Cluster Management and Administration 163
8.4 Changing Shared LVM Components
Changes to VG constructs are probably the most frequent kind of changes to
be performed in a cluster. As a system administrator of an HACMP for AIX
cluster, you may be called upon to perform any of the following LVM-related
tasks:
Creating a new shared volume group
Extending, reducing, changing, or removing an existing volume group
Importing, mirroring, unmirroring, or synchronizing mirrors of a volume
group
Creating a new shared logical volume
Extending, reducing, changing, copying, or removing an existing logical
volume (or a copy)
Creating a new shared file system
Extending, changing, or removing an existing file system
The varyon of a shared volume group will only succeed if the information
stored in the VGDA on the disks of the shared volume group and the
information stored in the ODM are equal.
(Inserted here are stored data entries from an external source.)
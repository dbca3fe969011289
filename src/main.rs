use actix_cors::Cors;
use actix_web::{middleware::Logger, web, App, HttpResponse, HttpServer};
use blog_service::cache::IndexCache;
use blog_service::handlers;
use blog_service::middleware::IdentityMiddleware;
use blog_service::render;
use redis::aio::ConnectionManager;
use sqlx::postgres::PgPoolOptions;
use std::io;
use tracing_subscriber::{layer::SubscriberExt, util::SubscriberInitExt};

async fn health_summary(pool: web::Data<sqlx::PgPool>) -> HttpResponse {
    match sqlx::query("SELECT 1").fetch_one(pool.get_ref()).await {
        Ok(_) => HttpResponse::Ok().json(serde_json::json!({
            "status": "ok",
            "service": "blog-service",
            "version": env!("CARGO_PKG_VERSION")
        })),
        Err(e) => HttpResponse::ServiceUnavailable().json(serde_json::json!({
            "status": "unhealthy",
            "error": format!("PostgreSQL connection failed: {}", e),
            "service": "blog-service"
        })),
    }
}

async fn not_found() -> HttpResponse {
    render::not_found_page()
}

#[actix_web::main]
async fn main() -> io::Result<()> {
    dotenvy::dotenv().ok();

    tracing_subscriber::registry()
        .with(
            tracing_subscriber::EnvFilter::try_from_default_env()
                .unwrap_or_else(|_| "info,actix_web=debug,sqlx=debug".into()),
        )
        .with(tracing_subscriber::fmt::layer())
        .init();

    let config = match blog_service::Config::from_env() {
        Ok(cfg) => cfg,
        Err(e) => {
            tracing::error!("Configuration loading failed: {}", e);
            eprintln!("ERROR: Failed to load configuration: {}", e);
            std::process::exit(1);
        }
    };

    tracing::info!("Starting blog-service v{}", env!("CARGO_PKG_VERSION"));
    tracing::info!("Environment: {}", config.app.env);

    let db_pool = match PgPoolOptions::new()
        .max_connections(config.database.max_connections)
        .connect(&config.database.url)
        .await
    {
        Ok(pool) => pool,
        Err(e) => {
            tracing::error!("Database pool creation failed: {:#}", e);
            eprintln!("ERROR: Failed to create database pool: {}", e);
            std::process::exit(1);
        }
    };

    sqlx::migrate!("./migrations")
        .run(&db_pool)
        .await
        .map_err(|e| io::Error::new(io::ErrorKind::Other, format!("Migration failed: {e}")))?;

    tracing::info!("Connected to database, migrations applied");

    let redis_client = redis::Client::open(config.cache.url.clone()).map_err(|e| {
        io::Error::new(
            io::ErrorKind::Other,
            format!("Invalid Redis URL: {e}"),
        )
    })?;
    let redis_manager = ConnectionManager::new(redis_client).await.map_err(|e| {
        io::Error::new(
            io::ErrorKind::Other,
            format!("Failed to initialize Redis connection: {e}"),
        )
    })?;

    let index_cache = IndexCache::new(redis_manager, config.cache.index_ttl_secs);

    let bind_address = format!("{}:{}", config.app.host, config.app.port);
    tracing::info!("Starting HTTP server at {}", bind_address);

    let app_config = config.clone();

    HttpServer::new(move || {
        let cors_builder = Cors::default();
        let mut cors = cors_builder;
        for origin in app_config.cors.allowed_origins.split(',') {
            let origin = origin.trim();
            if origin == "*" {
                cors = cors.allow_any_origin();
            } else {
                cors = cors.allowed_origin(origin);
            }
        }
        cors = cors.allow_any_method().allow_any_header().max_age(3600);

        App::new()
            .app_data(web::Data::new(db_pool.clone()))
            .app_data(web::Data::new(index_cache.clone()))
            .app_data(web::Data::new(app_config.clone()))
            .wrap(cors)
            .wrap(Logger::default())
            .wrap(tracing_actix_web::TracingLogger::default())
            .wrap(IdentityMiddleware)
            .route("/health", web::get().to(health_summary))
            .route("/", web::get().to(handlers::index))
            .route("/group/{slug}/", web::get().to(handlers::group_posts))
            .route("/follow/", web::get().to(handlers::follow_index))
            .route(
                "/profile/{username}/follow/",
                web::get().to(handlers::profile_follow),
            )
            .route(
                "/profile/{username}/unfollow/",
                web::get().to(handlers::profile_unfollow),
            )
            .route("/profile/{username}/", web::get().to(handlers::profile))
            .service(
                web::resource("/create/")
                    .route(web::get().to(handlers::post_create_form))
                    .route(web::post().to(handlers::post_create_submit)),
            )
            .service(
                web::resource("/posts/{id}/edit/")
                    .route(web::get().to(handlers::post_edit_form))
                    .route(web::post().to(handlers::post_edit_submit)),
            )
            .route("/posts/{id}/comment/", web::post().to(handlers::add_comment))
            .route("/posts/{id}/", web::get().to(handlers::post_detail))
            .default_service(web::route().to(not_found))
    })
    .bind(&bind_address)?
    .run()
    .await
}
use crate::models::{Comment, CommentWithAuthor};
use sqlx::PgPool;

/// Create a comment on a post. `created` is assigned by the database and
/// never updated.
pub async fn create_comment(
    pool: &PgPool,
    post_id: i64,
    author_id: i64,
    text: &str,
) -> Result<Comment, sqlx::Error> {
    sqlx::query_as::<_, Comment>(
        r#"
        INSERT INTO comments (post_id, author_id, text)
        VALUES ($1, $2, $3)
        RETURNING id, post_id, author_id, text, created
        "#,
    )
    .bind(post_id)
    .bind(author_id)
    .bind(text)
    .fetch_one(pool)
    .await
}

/// All comments on a post in insertion order, author eager-loaded
pub async fn list_for_post(
    pool: &PgPool,
    post_id: i64,
) -> Result<Vec<CommentWithAuthor>, sqlx::Error> {
    sqlx::query_as::<_, CommentWithAuthor>(
        r#"
        SELECT c.id, c.text, c.created, c.author_id, u.username AS author_username
        FROM comments c
        JOIN users u ON u.id = c.author_id
        WHERE c.post_id = $1
        ORDER BY c.id ASC
        "#,
    )
    .bind(post_id)
    .fetch_all(pool)
    .await
}
/// Configuration management for the blog service
///
/// Loads configuration from environment variables with development defaults.
use serde::{Deserialize, Serialize};

/// Main application configuration
#[derive(Debug, Clone, Serialize, Deserialize)]
pub struct Config {
    /// Application settings
    pub app: AppConfig,
    /// CORS configuration
    pub cors: CorsConfig,
    /// Database configuration
    pub database: DatabaseConfig,
    /// Cache (Redis) configuration
    pub cache: CacheConfig,
}

/// Application settings
#[derive(Debug, Clone, Serialize, Deserialize)]
pub struct AppConfig {
    /// Application environment (dev, staging, prod)
    pub env: String,
    /// Server host to bind to
    pub host: String,
    /// Server port to bind to
    pub port: u16,
    /// Login route unauthenticated requests are redirected to
    pub login_url: String,
}

/// CORS configuration
#[derive(Debug, Clone, Serialize, Deserialize)]
pub struct CorsConfig {
    /// Comma-separated list of allowed origins
    pub allowed_origins: String,
}

/// Database configuration
#[derive(Debug, Clone, Serialize, Deserialize)]
pub struct DatabaseConfig {
    /// Database URL
    pub url: String,
    /// Max connections in pool
    pub max_connections: u32,
}

/// Cache (Redis) configuration
#[derive(Debug, Clone, Serialize, Deserialize)]
pub struct CacheConfig {
    /// Redis URL
    pub url: String,
    /// Defensive TTL for the index page entry, in seconds
    pub index_ttl_secs: u64,
}

impl Config {
    /// Load configuration from environment variables
    pub fn from_env() -> Result<Self, String> {
        let app_env = std::env::var("APP_ENV").unwrap_or_else(|_| "development".to_string());

        Ok(Config {
            app: AppConfig {
                env: app_env.clone(),
                host: std::env::var("BLOG_SERVICE_HOST").unwrap_or_else(|_| "0.0.0.0".to_string()),
                port: std::env::var("BLOG_SERVICE_PORT")
                    .ok()
                    .and_then(|p| p.parse().ok())
                    .unwrap_or(8080),
                login_url: std::env::var("LOGIN_URL")
                    .unwrap_or_else(|_| "/auth/login/".to_string()),
            },
            cors: {
                let allowed_origins = match std::env::var("CORS_ALLOWED_ORIGINS") {
                    Ok(value) => value,
                    Err(_) if app_env.eq_ignore_ascii_case("production") => {
                        return Err("CORS_ALLOWED_ORIGINS must be set in production".to_string())
                    }
                    Err(_) => "http://localhost:3000".to_string(),
                };

                if app_env.eq_ignore_ascii_case("production") && allowed_origins.trim() == "*" {
                    return Err("CORS_ALLOWED_ORIGINS cannot be '*' in production".to_string());
                }

                CorsConfig { allowed_origins }
            },
            database: DatabaseConfig {
                url: std::env::var("DATABASE_URL")
                    .unwrap_or_else(|_| "postgresql://localhost/blog".to_string()),
                max_connections: std::env::var("DATABASE_MAX_CONNECTIONS")
                    .ok()
                    .and_then(|c| c.parse().ok())
                    .unwrap_or(10),
            },
            cache: CacheConfig {
                url: std::env::var("REDIS_URL")
                    .unwrap_or_else(|_| "redis://localhost:6379".to_string()),
                index_ttl_secs: std::env::var("INDEX_CACHE_TTL_SECS")
                    .ok()
                    .and_then(|v| v.parse().ok())
                    .unwrap_or(20),
            },
        })
    }
}
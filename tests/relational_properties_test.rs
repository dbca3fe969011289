//! Relational invariants exercised against a live PostgreSQL instance.
//!
//! Ignored by default; run with a throwaway database:
//!
//! ```sh
//! DATABASE_URL=postgresql://localhost/blog_test cargo test -- --ignored
//! ```
//!
//! Each test creates its own uniquely named rows, so the suite can run
//! repeatedly against the same database. The handler-level tests also need
//! a reachable Redis (`REDIS_URL`, default `redis://localhost:6379`).

use actix_web::http::header::LOCATION;
use actix_web::http::StatusCode;
use actix_web::{test, web, App};
use blog_service::cache::IndexCache;
use blog_service::config::Config;
use blog_service::db::{comment_repo, follow_repo, group_repo, post_repo, user_repo};
use blog_service::handlers;
use blog_service::middleware::{IdentityMiddleware, USER_ID_HEADER};
use blog_service::models::User;
use blog_service::pagination::PageRequest;
use redis::aio::ConnectionManager;
use sqlx::postgres::PgPoolOptions;
use sqlx::PgPool;
use std::sync::atomic::{AtomicU32, Ordering};
use std::time::{SystemTime, UNIX_EPOCH};

static SEQ: AtomicU32 = AtomicU32::new(0);

fn unique(prefix: &str) -> String {
    let nanos = SystemTime::now()
        .duration_since(UNIX_EPOCH)
        .unwrap_or_default()
        .subsec_nanos();
    format!(
        "{}-{}-{}-{}",
        prefix,
        std::process::id(),
        nanos,
        SEQ.fetch_add(1, Ordering::Relaxed)
    )
}

async fn connect() -> PgPool {
    let url = std::env::var("DATABASE_URL")
        .expect("DATABASE_URL must point at a throwaway database for ignored tests");
    let pool = PgPoolOptions::new()
        .max_connections(2)
        .connect(&url)
        .await
        .expect("connect to test database");
    sqlx::migrate!("./migrations")
        .run(&pool)
        .await
        .expect("apply migrations");
    pool
}

async fn create_user(pool: &PgPool, prefix: &str) -> User {
    let username = unique(prefix);
    sqlx::query_as::<_, User>(
        "INSERT INTO users (username) VALUES ($1) RETURNING id, username",
    )
    .bind(&username)
    .fetch_one(pool)
    .await
    .expect("insert user")
}

async fn follow_count(pool: &PgPool, user_id: i64, author_id: i64) -> i64 {
    let (count,): (i64,) =
        sqlx::query_as("SELECT COUNT(*) FROM follows WHERE user_id = $1 AND author_id = $2")
            .bind(user_id)
            .bind(author_id)
            .fetch_one(pool)
            .await
            .expect("count follows");
    count
}

#[tokio::test]
#[ignore]
async fn following_twice_leaves_exactly_one_row() {
    let pool = connect().await;
    let follower = create_user(&pool, "follower").await;
    let author = create_user(&pool, "author").await;

    let created = follow_repo::create_follow(&pool, follower.id, author.id)
        .await
        .unwrap()
        .expect("first follow inserts a row");
    assert_eq!(created.user_id, follower.id);
    assert_eq!(created.author_id, author.id);

    assert!(follow_repo::create_follow(&pool, follower.id, author.id)
        .await
        .unwrap()
        .is_none());
    assert_eq!(follow_count(&pool, follower.id, author.id).await, 1);
}

#[tokio::test]
#[ignore]
async fn unfollowing_a_missing_relationship_reports_absence() {
    let pool = connect().await;
    let follower = create_user(&pool, "follower").await;
    let author = create_user(&pool, "author").await;

    assert!(!follow_repo::delete_follow(&pool, follower.id, author.id)
        .await
        .unwrap());
}

#[tokio::test]
#[ignore]
async fn deleting_a_group_detaches_but_keeps_its_posts() {
    let pool = connect().await;
    let author = create_user(&pool, "author").await;
    let group = group_repo::create_group(&pool, &unique("title"), &unique("slug"), "desc")
        .await
        .unwrap();

    let post = post_repo::create_post(&pool, author.id, "grouped post", Some(group.id), None)
        .await
        .unwrap();
    assert_eq!(post.group_id, Some(group.id));

    assert!(group_repo::delete_group(&pool, group.id).await.unwrap());

    let survivor = post_repo::find_post_by_id(&pool, post.id)
        .await
        .unwrap()
        .expect("post survives group deletion");
    assert_eq!(survivor.group_id, None);
}

#[tokio::test]
#[ignore]
async fn deleting_a_user_cascades_posts_comments_and_follows() {
    let pool = connect().await;
    let doomed = create_user(&pool, "doomed").await;
    let other = create_user(&pool, "other").await;

    let own_post = post_repo::create_post(&pool, doomed.id, "mine", None, None)
        .await
        .unwrap();
    let other_post = post_repo::create_post(&pool, other.id, "theirs", None, None)
        .await
        .unwrap();
    let own_comment = comment_repo::create_comment(&pool, other_post.id, doomed.id, "hi")
        .await
        .unwrap();
    follow_repo::create_follow(&pool, doomed.id, other.id)
        .await
        .unwrap();
    follow_repo::create_follow(&pool, other.id, doomed.id)
        .await
        .unwrap();

    sqlx::query("DELETE FROM users WHERE id = $1")
        .bind(doomed.id)
        .execute(&pool)
        .await
        .unwrap();

    assert!(post_repo::find_post_by_id(&pool, own_post.id)
        .await
        .unwrap()
        .is_none());
    let remaining = comment_repo::list_for_post(&pool, other_post.id).await.unwrap();
    assert!(remaining.iter().all(|c| c.id != own_comment.id));
    assert_eq!(follow_count(&pool, doomed.id, other.id).await, 0);
    assert_eq!(follow_count(&pool, other.id, doomed.id).await, 0);
}

#[tokio::test]
#[ignore]
async fn deleting_a_post_cascades_its_comments() {
    let pool = connect().await;
    let author = create_user(&pool, "author").await;
    let post = post_repo::create_post(&pool, author.id, "soon gone", None, None)
        .await
        .unwrap();
    comment_repo::create_comment(&pool, post.id, author.id, "first")
        .await
        .unwrap();

    assert!(post_repo::delete_post(&pool, post.id).await.unwrap());

    let (count,): (i64,) = sqlx::query_as("SELECT COUNT(*) FROM comments WHERE post_id = $1")
        .bind(post.id)
        .fetch_one(&pool)
        .await
        .unwrap();
    assert_eq!(count, 0);
}

#[tokio::test]
#[ignore]
async fn a_post_never_appears_under_another_group() {
    let pool = connect().await;
    let author = create_user(&pool, "author").await;
    let group_a = group_repo::create_group(&pool, &unique("a"), &unique("a"), "a")
        .await
        .unwrap();
    let group_b = group_repo::create_group(&pool, &unique("b"), &unique("b"), "b")
        .await
        .unwrap();

    let post = post_repo::create_post(&pool, author.id, "filed under a", Some(group_a.id), None)
        .await
        .unwrap();

    let in_a = post_repo::list_by_group(&pool, group_a.id, 10, 0).await.unwrap();
    assert!(in_a.iter().any(|p| p.id == post.id));

    let in_b = post_repo::list_by_group(&pool, group_b.id, 10, 0).await.unwrap();
    assert!(in_b.iter().all(|p| p.id != post.id));
}

#[tokio::test]
#[ignore]
async fn thirteen_posts_paginate_ten_then_three_then_clamp() {
    let pool = connect().await;
    let author = create_user(&pool, "prolific").await;
    let texts: Vec<String> = (0..13).map(|i| format!("post number {i}")).collect();
    assert_eq!(
        post_repo::create_posts_bulk(&pool, author.id, &texts)
            .await
            .unwrap(),
        13
    );

    let total = post_repo::count_by_author(&pool, author.id).await.unwrap();
    assert_eq!(total, 13);

    let first = PageRequest::resolve(Some("1"), total);
    let items = post_repo::list_by_author(&pool, author.id, first.limit(), first.offset())
        .await
        .unwrap();
    assert_eq!(items.len(), 10);

    let second = PageRequest::resolve(Some("2"), total);
    let items = post_repo::list_by_author(&pool, author.id, second.limit(), second.offset())
        .await
        .unwrap();
    assert_eq!(items.len(), 3);

    // Page 3 clamps to page 2's window.
    let clamped = PageRequest::resolve(Some("3"), total);
    assert_eq!(clamped.offset(), second.offset());
}

#[tokio::test]
#[ignore]
async fn listings_are_newest_first_and_comments_in_insertion_order() {
    let pool = connect().await;
    let author = create_user(&pool, "author").await;
    let older = post_repo::create_post(&pool, author.id, "older", None, None)
        .await
        .unwrap();
    let newer = post_repo::create_post(&pool, author.id, "newer", None, None)
        .await
        .unwrap();

    let listed = post_repo::list_by_author(&pool, author.id, 10, 0).await.unwrap();
    let older_pos = listed.iter().position(|p| p.id == older.id).unwrap();
    let newer_pos = listed.iter().position(|p| p.id == newer.id).unwrap();
    assert!(newer_pos < older_pos);

    comment_repo::create_comment(&pool, newer.id, author.id, "first")
        .await
        .unwrap();
    comment_repo::create_comment(&pool, newer.id, author.id, "second")
        .await
        .unwrap();
    let comments = comment_repo::list_for_post(&pool, newer.id).await.unwrap();
    let texts: Vec<&str> = comments.iter().map(|c| c.text.as_str()).collect();
    let first_pos = texts.iter().position(|t| *t == "first").unwrap();
    let second_pos = texts.iter().position(|t| *t == "second").unwrap();
    assert!(first_pos < second_pos);
}

async fn test_cache() -> IndexCache {
    let url =
        std::env::var("REDIS_URL").unwrap_or_else(|_| "redis://localhost:6379".to_string());
    let client = redis::Client::open(url).expect("well-formed Redis URL");
    let manager = ConnectionManager::new(client)
        .await
        .expect("connect to test Redis");
    IndexCache::new(manager, 20)
}

#[actix_web::test]
#[ignore]
async fn editing_as_non_author_redirects_without_mutating() {
    let pool = connect().await;
    let author = create_user(&pool, "author").await;
    let intruder = create_user(&pool, "intruder").await;
    let post = post_repo::create_post(&pool, author.id, "original text", None, None)
        .await
        .unwrap();

    std::env::remove_var("APP_ENV");
    let app = test::init_service(
        App::new()
            .app_data(web::Data::new(pool.clone()))
            .app_data(web::Data::new(test_cache().await))
            .app_data(web::Data::new(Config::from_env().unwrap()))
            .wrap(IdentityMiddleware)
            .service(
                web::resource("/posts/{id}/edit/")
                    .route(web::post().to(handlers::post_edit_submit)),
            ),
    )
    .await;

    let req = test::TestRequest::post()
        .uri(&format!("/posts/{}/edit/", post.id))
        .insert_header((USER_ID_HEADER, intruder.id.to_string()))
        .insert_header(("content-type", "application/x-www-form-urlencoded"))
        .set_payload("text=hijacked")
        .to_request();
    let resp = test::call_service(&app, req).await;

    assert_eq!(resp.status(), StatusCode::FOUND);
    assert_eq!(
        resp.headers().get(LOCATION).unwrap().to_str().unwrap(),
        format!("/posts/{}/", post.id)
    );

    let untouched = post_repo::find_post_by_id(&pool, post.id)
        .await
        .unwrap()
        .expect("post still present");
    assert_eq!(untouched.text, "original text");
}

#[actix_web::test]
#[ignore]
async fn editing_as_the_author_updates_the_post() {
    let pool = connect().await;
    let author = create_user(&pool, "author").await;
    let post = post_repo::create_post(&pool, author.id, "original text", None, None)
        .await
        .unwrap();

    std::env::remove_var("APP_ENV");
    let app = test::init_service(
        App::new()
            .app_data(web::Data::new(pool.clone()))
            .app_data(web::Data::new(test_cache().await))
            .app_data(web::Data::new(Config::from_env().unwrap()))
            .wrap(IdentityMiddleware)
            .service(
                web::resource("/posts/{id}/edit/")
                    .route(web::post().to(handlers::post_edit_submit)),
            ),
    )
    .await;

    let req = test::TestRequest::post()
        .uri(&format!("/posts/{}/edit/", post.id))
        .insert_header((USER_ID_HEADER, author.id.to_string()))
        .insert_header(("content-type", "application/x-www-form-urlencoded"))
        .set_payload("text=revised+text")
        .to_request();
    let resp = test::call_service(&app, req).await;

    assert_eq!(resp.status(), StatusCode::FOUND);

    let updated = post_repo::find_post_by_id(&pool, post.id)
        .await
        .unwrap()
        .expect("post still present");
    assert_eq!(updated.text, "revised text");
    assert_eq!(updated.pub_date, post.pub_date);
}

#[tokio::test]
#[ignore]
async fn profile_lookup_roundtrip() {
    let pool = connect().await;
    let user = create_user(&pool, "lookup").await;

    let by_name = user_repo::find_by_username(&pool, &user.username)
        .await
        .unwrap()
        .expect("user found by name");
    assert_eq!(by_name.id, user.id);

    let by_id = user_repo::find_by_id(&pool, user.id)
        .await
        .unwrap()
        .expect("user found by id");
    assert_eq!(by_id.username, user.username);
}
After changes in the volume group
(e. g. increasing the size of a file system), the information about the volume
group in ODM and in the VGDA on the disks are still equal, but it will be
different from the information in the ODM of a node that did not have the
volume group varied on at the time of the change. In order to keep a takeover
from failing, the volume group information must be synchronized. There are
four distinct ways to keep all the volume group ODMs synchronized:
Manual Update
Lazy Update
C-SPOC
TaskGuide
Chapters 4 and 5 of the
HACMP for AIX, Version 4.3: Administration Guide
,
SC23-4279, describe in detail how to change shared LVM components.
8.4.1 Manual Update
Sometimes, manual updates of shared LVM components are inevitable
because you cannot do some of the tasks mentioned above with any of the
tools. For example, neither with C-SPOC nor with TaskGuide or Lazy Update
is it possible to remove a VG on all of the cluster nodes.